You don’t need a presumption to lose it; you’re going to lose it?

John E. Wall, Jr.:

Perhaps, depending upon the filing dates, Justice Souter, depending upon what’s represented.

So it’s a difference, it’s the timing is perhaps the one respect in which it will make a difference whether we have an enduring presumption or whether we simply follow the normal rules of summary judgment, which would require a response in order to establish that there’s a genuine issue.

Is that basically what it boils down to?

John E. Wall, Jr.:

Yes, sir.

Also there is this issue that ever remains, and that’s the issue of whether or not workplace accommodation is taken into consideration.

In light of the guidelines–

Well, we all realize that it’s not.

But I think it’s also… you may dispute this, but I was assuming that it was fair to say that, even though the legal standards of the two acts are different, in most cases in which an individual says for Social Security purposes, I’m disabled, that person probably is not going to be in a position to work at the old job for ADA purposes even with some accommodation.
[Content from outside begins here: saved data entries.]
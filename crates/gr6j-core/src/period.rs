//! Run and warm-up periods.

use std::fmt;
use std::ops::RangeInclusive;

use chrono::{Months, NaiveDate};
use log::{info, warn};
use serde::{Deserialize, Serialize};

use crate::error::ConfigurationError;
use crate::forcing::{Forcing, TimeSeries};

/// A closed date range, `start < end`.
#[derive(Debug, Clone, Copy, PartialEq, Eq, Serialize, Deserialize)]
#[serde(try_from = "RawModelPeriod")]
pub struct ModelPeriod {
    pub start: NaiveDate,
    pub end: NaiveDate,
}

#[derive(Deserialize)]
struct RawModelPeriod {
    start: NaiveDate,
    end: NaiveDate,
}

impl TryFrom<RawModelPeriod> for ModelPeriod {
    type Error = ConfigurationError;

    fn try_from(raw: RawModelPeriod) -> Result<Self, Self::Error> {
        Self::new(raw.start, raw.end)
    }
}

impl ModelPeriod {
    pub fn new(start: NaiveDate, end: NaiveDate) -> Result<Self, ConfigurationError> {
        if start >= end {
            return Err(ConfigurationError::InvalidPeriod { start, end });
        }
        Ok(Self { start, end })
    }

    /// Number of days, both ends included.
    pub fn len_days(&self) -> usize {
        (self.end - self.start).num_days() as usize + 1
    }

    pub fn contains(&self, date: NaiveDate) -> bool {
        date >= self.start && date <= self.end
    }
}

impl fmt::Display for ModelPeriod {
    fn fmt(&self, f: &mut fmt::Formatter<'_>) -> fmt::Result {
        write!(f, "{} to {}", self.start, self.end)
    }
}

/// Where a simulation starts and which part of it is reported.
///
/// Indices refer to the time axis of the `TimeSeries` the window was
/// resolved against.
#[derive(Debug, Clone, Copy, PartialEq, Eq)]
pub struct SimulationWindow {
    pub run: ModelPeriod,
    /// First and last day of the warm-up, if any. May be a single day.
    pub warm_up: Option<(NaiveDate, NaiveDate)>,
    start_index: usize,
    run_index: usize,
    end_index: usize,
}

impl SimulationWindow {
    /// Validate `run` and the optional explicit warm-up against the time axis
    /// of `series`.
    ///
    /// Without an explicit warm-up, the year preceding the run start is used
    /// (365 or 366 days), clipped to the first date of the axis.
    pub fn resolve(
        series: &TimeSeries,
        run: ModelPeriod,
        warm_up: Option<ModelPeriod>,
    ) -> Result<Self, ConfigurationError> {
        let run_index = on_axis(series, "run period start", run.start)?;
        let end_index = on_axis(series, "run period end", run.end)?;
        let first = series.first_date();

        let warm_up = match warm_up {
            Some(period) => {
                let expected = run.start.pred_opt().unwrap_or(run.start);
                if period.end != expected {
                    return Err(ConfigurationError::DetachedWarmUp {
                        expected,
                        actual: period.end,
                    });
                }
                on_axis(series, "warm-up start", period.start)?;
                Some((period.start, period.end))
            }
            None if run.start == first => {
                warn!("The input data is too short to define a warm-up period");
                None
            }
            None => {
                // one calendar year ending the day before the run
                let end = run.start.pred_opt().unwrap_or(first);
                let year_before = end
                    .checked_sub_months(Months::new(12))
                    .and_then(|d| d.succ_opt())
                    .unwrap_or(first);
                let start = if year_before < first {
                    warn!(
                        "The input data is too short to define a one-year warm-up period. \
                         The warm-up starts on {first}, the first date of the time axis"
                    );
                    first
                } else {
                    year_before
                };
                Some((start, end))
            }
        };

        let start_index = match warm_up {
            Some((start, end)) => {
                info!("Model warm-up period set to {start} to {end}");
                on_axis(series, "warm-up start", start)?
            }
            None => run_index,
        };
        info!("Model run period set to {run}");

        Ok(Self {
            run,
            warm_up,
            start_index,
            run_index,
            end_index,
        })
    }

    /// Axis indices simulated, warm-up included.
    pub fn simulated(&self) -> RangeInclusive<usize> {
        self.start_index..=self.end_index
    }

    /// Axis indices reported.
    pub fn reported(&self) -> RangeInclusive<usize> {
        self.run_index..=self.end_index
    }

    /// Number of simulated steps before the run start.
    pub fn warm_up_len(&self) -> usize {
        self.run_index - self.start_index
    }

    /// Number of reported steps.
    pub fn run_len(&self) -> usize {
        self.end_index - self.run_index + 1
    }

    /// Forcing to simulate, warm-up included.
    pub fn forcing<'a>(&self, series: &'a TimeSeries) -> &'a [Forcing] {
        &series.forcing()[self.simulated()]
    }

    /// Dates of the reported steps.
    pub fn dates<'a>(&self, series: &'a TimeSeries) -> &'a [NaiveDate] {
        &series.time()[self.reported()]
    }
}

fn on_axis(
    series: &TimeSeries,
    what: &'static str,
    date: NaiveDate,
) -> Result<usize, ConfigurationError> {
    series
        .index_of(date)
        .ok_or_else(|| ConfigurationError::DateOutsideTimeAxis {
            what,
            date,
            first: series.first_date(),
            last: series.last_date(),
        })
}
I’m sure there are cases in which that is not true, but I would suppose that as a general rule if you’re disabled for one you’re probably not going to be able to work with accommodation for the other, and therefore a probability inference would be justifiable for summary judgment purposes, i.e., you would raise an issue of fact and if that fact was not rebutted you’d lose.

Am I wrong about the unlikelihood that you would be disabled for Social Security and still be able to work with some accommodation?

John E. Wall, Jr.:

–I would humbly disagree.

What do we have… do we have any empirical evidence on it?

I mean, we all recognize that legally it’s possible, no question about it.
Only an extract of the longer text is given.